══ Input data

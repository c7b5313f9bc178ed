//! Shared helpers for job queue integration tests

#![allow(dead_code)]

use async_trait::async_trait;
use keyed_job_queue::job_queue::{Job, JobId, JobOutcome, QueueCounts, QueueMetricsSink};
use std::collections::HashMap;
use std::sync::atomic::{AtomicUsize, Ordering};
use std::sync::{Arc, Mutex};
use std::time::Duration;
use tokio_util::sync::CancellationToken;

const EVENTUALLY_TIMEOUT: Duration = Duration::from_secs(5);

/// What a `HeldJob` does once released
#[derive(Debug, Clone, Copy, PartialEq, Eq)]
pub enum Finish {
    Succeed,
    Fail,
    Panic,
}

/// Job that blocks in `perform` until the test releases it
#[derive(Debug)]
pub struct HeldJob {
    pub id: JobId,
    pub name: &'static str,
    started: CancellationToken,
    release: CancellationToken,
    finished: CancellationToken,
    finish: Finish,
}

impl HeldJob {
    pub fn new(name: &'static str) -> Arc<Self> {
        Self::with_finish(name, Finish::Succeed)
    }

    pub fn with_finish(name: &'static str, finish: Finish) -> Arc<Self> {
        Arc::new(Self {
            id: JobId::new(),
            name,
            started: CancellationToken::new(),
            release: CancellationToken::new(),
            finished: CancellationToken::new(),
            finish,
        })
    }

    pub fn release(&self) {
        self.release.cancel();
    }

    pub fn has_started(&self) -> bool {
        self.started.is_cancelled()
    }

    /// `perform` ran to its end (not killed)
    pub fn has_finished(&self) -> bool {
        self.finished.is_cancelled()
    }

    pub async fn wait_started(&self) {
        tokio::time::timeout(EVENTUALLY_TIMEOUT, self.started.cancelled())
            .await
            .unwrap_or_else(|_| panic!("job {} never started", self.name));
    }
}

#[async_trait]
impl Job for HeldJob {
    fn id(&self) -> JobId {
        self.id
    }

    async fn perform(&self) -> anyhow::Result<()> {
        self.started.cancel();
        self.release.cancelled().await;
        self.finished.cancel();
        match self.finish {
            Finish::Succeed => Ok(()),
            Finish::Fail => anyhow::bail!("job {} failed on purpose", self.name),
            Finish::Panic => panic!("job {} panicked on purpose", self.name),
        }
    }

    fn describe(&self) -> String {
        self.name.to_string()
    }
}

/// Records per-key overlap, global parallelism and per-key execution order
#[derive(Debug, Default)]
pub struct Probe {
    active_per_key: Mutex<HashMap<String, usize>>,
    active: AtomicUsize,
    pub max_active: AtomicUsize,
    pub overlaps: AtomicUsize,
    pub order: Mutex<HashMap<String, Vec<usize>>>,
}

impl Probe {
    fn enter(&self, key: &str, seq: usize) {
        {
            let mut per_key = self.active_per_key.lock().unwrap();
            let running = per_key.entry(key.to_string()).or_default();
            *running += 1;
            if *running > 1 {
                self.overlaps.fetch_add(1, Ordering::SeqCst);
            }
        }
        self.order
            .lock()
            .unwrap()
            .entry(key.to_string())
            .or_default()
            .push(seq);

        let active = self.active.fetch_add(1, Ordering::SeqCst) + 1;
        self.max_active.fetch_max(active, Ordering::SeqCst);
    }

    fn exit(&self, key: &str) {
        self.active.fetch_sub(1, Ordering::SeqCst);
        let mut per_key = self.active_per_key.lock().unwrap();
        if let Some(running) = per_key.get_mut(key) {
            *running -= 1;
        }
    }

    pub fn order_of(&self, key: &str) -> Vec<usize> {
        self.order
            .lock()
            .unwrap()
            .get(key)
            .cloned()
            .unwrap_or_default()
    }
}

/// Short job reporting into a `Probe`
#[derive(Debug)]
pub struct ProbeJob {
    id: JobId,
    key: String,
    seq: usize,
    work: Duration,
    probe: Arc<Probe>,
}

impl ProbeJob {
    pub fn new(probe: &Arc<Probe>, key: impl Into<String>, seq: usize, work: Duration) -> Arc<Self> {
        Arc::new(Self {
            id: JobId::new(),
            key: key.into(),
            seq,
            work,
            probe: Arc::clone(probe),
        })
    }
}

#[async_trait]
impl Job for ProbeJob {
    fn id(&self) -> JobId {
        self.id
    }

    async fn perform(&self) -> anyhow::Result<()> {
        self.probe.enter(&self.key, self.seq);
        tokio::time::sleep(self.work).await;
        self.probe.exit(&self.key);
        Ok(())
    }
}

/// Metrics sink keeping everything it receives
#[derive(Debug, Default)]
pub struct RecordingSink {
    pub counts: Mutex<Vec<QueueCounts>>,
    pub outcomes: Mutex<Vec<JobOutcome>>,
}

impl RecordingSink {
    pub fn last_counts(&self) -> Option<QueueCounts> {
        self.counts.lock().unwrap().last().copied()
    }

    pub fn outcomes(&self) -> Vec<JobOutcome> {
        self.outcomes.lock().unwrap().clone()
    }
}

impl QueueMetricsSink for RecordingSink {
    fn record_counts(&self, counts: QueueCounts) {
        self.counts.lock().unwrap().push(counts);
    }

    fn record_outcome(&self, outcome: JobOutcome, _elapsed: Duration) {
        self.outcomes.lock().unwrap().push(outcome);
    }
}

pub fn counts(executing: usize, queued: usize) -> QueueCounts {
    QueueCounts { executing, queued }
}

/// Poll `condition` until it holds or the test times out
pub async fn eventually(what: &str, condition: impl Fn() -> bool) {
    let deadline = tokio::time::Instant::now() + EVENTUALLY_TIMEOUT;
    while !condition() {
        if tokio::time::Instant::now() > deadline {
            panic!("timed out waiting for: {what}");
        }
        tokio::time::sleep(Duration::from_millis(5)).await;
    }
}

════

## Task goal
Retype the line containing "self.counts.lock().unwrap().push(counts);" and all the lines after it, ending with the final line of the material, exactly.

## Answer to this exercise
        self.counts.lock().unwrap().push(counts);
    }

    fn record_outcome(&self, outcome: JobOutcome, _elapsed: Duration) {
        self.outcomes.lock().unwrap().push(outcome);
    }
}

pub fn counts(executing: usize, queued: usize) -> QueueCounts {
    QueueCounts { executing, queued }
}

/// Poll `condition` until it holds or the test times out
pub async fn eventually(what: &str, condition: impl Fn() -> bool) {
    let deadline = tokio::time::Instant::now() + EVENTUALLY_TIMEOUT;
    while !condition() {
        if tokio::time::Instant::now() > deadline {
            panic!("timed out waiting for: {what}");
        }
        tokio::time::sleep(Duration::from_millis(5)).await;
    }
}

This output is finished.